Денис поперхнулся. Оправился от смущения, сказал, что в семье-де работают мать, старшая сестра Вера, у которой ребята, и Рита — по осени окончившая техникум связи. Средняя сестра Женя учится в мединституте. Стипендию получает. А когда он, Денис, вернется отсюда домой, пойдет на завод. Десятый класс будет кончать в вечерке.
Берясь за миску с ухой, Сычков искоса глянул на подростка, сидевшего на одной с ним лавке: «А э-э… у старшой сестрицы… муженька-то совсем не было?»
«Почему же? Был. — Денис вспыхнул, плечи его обвисли. Сник даже белесый крылатый чубик. — Да только он… нестоящим оказался человеком: оставил нашу Веру с двумя малышами, а сам…»
«А вы, мужики, ешьте, — сказала я. — После обеда наговоритесь. Денис, хлебай уху, пока она не остыла. И про лук не забывай. Зеленый лучок — самая добрая приправа к ухе».
Денис на миг поднял на меня глаза. Улыбнулся. Еле приметно, одними губами, не размыкая рта. Лишь за чаем догадалась, почему он так улыбается: у него не было двух передних зубов…
Вот и кончилась моя заветная книжечка. В ней уж нет больше ни одного чистого листка. Ну да ладно: отвела пока душу. Сейчас и писать-то некогда будет — надо за парнишечкой последить, откормить его, худущего, как следует. Не парень, а истинно девица красная! Право сло…»
Перелистал всю книжку, но других записей не обнаружил. Видимо, и в самом деле Наташа не пыталась дальше вести свои заметки. Она исписала все вклеенные в сборник шарад листки. В конце последней странички ей не хватило места закончить фразу: «Право сло…» На этом и обрывались записи.
Забросив за голову руки, долго думал. Что мне теперь делать?

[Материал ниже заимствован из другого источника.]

use std::time::{Duration, Instant};

use anyhow::{Context, Result};

use crate::backend::{GraphicsBackend, ResourceCounts};
use crate::coords::Extent;
use crate::renderer::{FrameStatus, Renderer, RendererConfig};
use crate::scene::SceneDescriptor;
use crate::time::{FrameClock, FrameDecision, FrameLimiter};

/// Summary of a windowless run.
#[derive(Debug, Clone, PartialEq)]
pub struct HeadlessReport {
    pub presented: u64,
    pub skipped: u64,
    pub swapchain_rebuilds: u64,
    /// Rotation angle after the last frame, in radians.
    pub final_angle: f32,
    pub elapsed: Duration,
    /// Live objects after `destroy`; empty unless something leaked.
    pub leaked: ResourceCounts,
}

/// Drives a [`Renderer`] for `frames` frames without a window.
///
/// `fps` caps the loop like the windowed runtime does; `None` runs flat out.
pub fn run_headless<B>(
    frames: u64,
    extent: Extent,
    settings: &B::Settings,
    scene: &SceneDescriptor,
    fps: Option<f32>,
) -> Result<HeadlessReport>
where
    B: GraphicsBackend<Target = ()>,
{
    let mut renderer = Renderer::<B>::new((), extent, scene, settings, RendererConfig::default())
        .context("failed to initialize renderer")?;

    let started = Instant::now();
    let mut limiter = match fps {
        Some(fps) => FrameLimiter::capped_at(fps, started),
        None => FrameLimiter::uncapped(),
    };
    let mut clock = FrameClock::starting_at(started);

    let (mut presented, mut skipped) = (0u64, 0u64);
    let mut attempted = 0u64;

    while attempted < frames {
        let now = Instant::now();
        if let FrameDecision::Wait { until } = limiter.poll(now) {
            std::thread::sleep(until.saturating_duration_since(now));
            continue;
        }

        let ft = clock.tick_at(now);
        attempted += 1;
        match renderer
            .render(ft.dt_duration())
            .with_context(|| format!("frame {} failed", ft.frame_index))?
        {
            FrameStatus::Presented { .. } => presented += 1,
            FrameStatus::Skipped | FrameStatus::SwapchainRebuilt => skipped += 1,
        }
    }

    let final_angle = renderer.rotation_angle();
    let swapchain_rebuilds = renderer.swapchain_rebuilds();
    renderer.destroy();

    let report = HeadlessReport {
        presented,
        skipped,
        swapchain_rebuilds,
        final_angle,
        elapsed: started.elapsed(),
        leaked: renderer.backend().resource_counts(),
    };
    log::info!(
        "headless run: {} presented, {} skipped in {:.2?}",
        report.presented,
        report.skipped,
        report.elapsed
    );
    Ok(report)
}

Тайком, нынче же ночью, смотаться с Крутели? Даже не попрощавшись с Наташей? А если останусь, то как я буду смотреть ей в глаза? Злополучные «Шарады» я сейчас положу на прежнее место, и Наташа не догадается, что я читал ее сокровенные мысли, но… Как я мог решиться на эдакую подлость? Ведь она мне доверяет, зовет братом, а я…
В этот вечер не пошел ужинать, сославшись на недомогание.
Дождь наконец-то перестал, небо все очистилось от туч, и за Суровкой пламенели, не затухая, тревожные сполохи. Скат крыши, обращенный на запад, мнилось, вот-вот займется трескучим пламенем: огненные языки уже просачивались в каждую щелку.
Спал плохо. А на рассвете увидел сон: будто Наташа поднялась ко мне на сеновал с лукошком яблок, а я схватил ее и стал жадно целовать. Целовал, не переводя дыхания. «Денис, ну, пусти… что ты делаешь?» — взмолилась Наташа, пытаясь вырваться из моих рук… Проснулся с головной болью, весь в поту.
Штормовая ночь
Утро наступило неспокойное, ветреное. Слепое солнце то и дело опутывали ведьмины космы — грязные слоистые дымы, тянувшиеся рваными жгутами через все латунно-глухое небо.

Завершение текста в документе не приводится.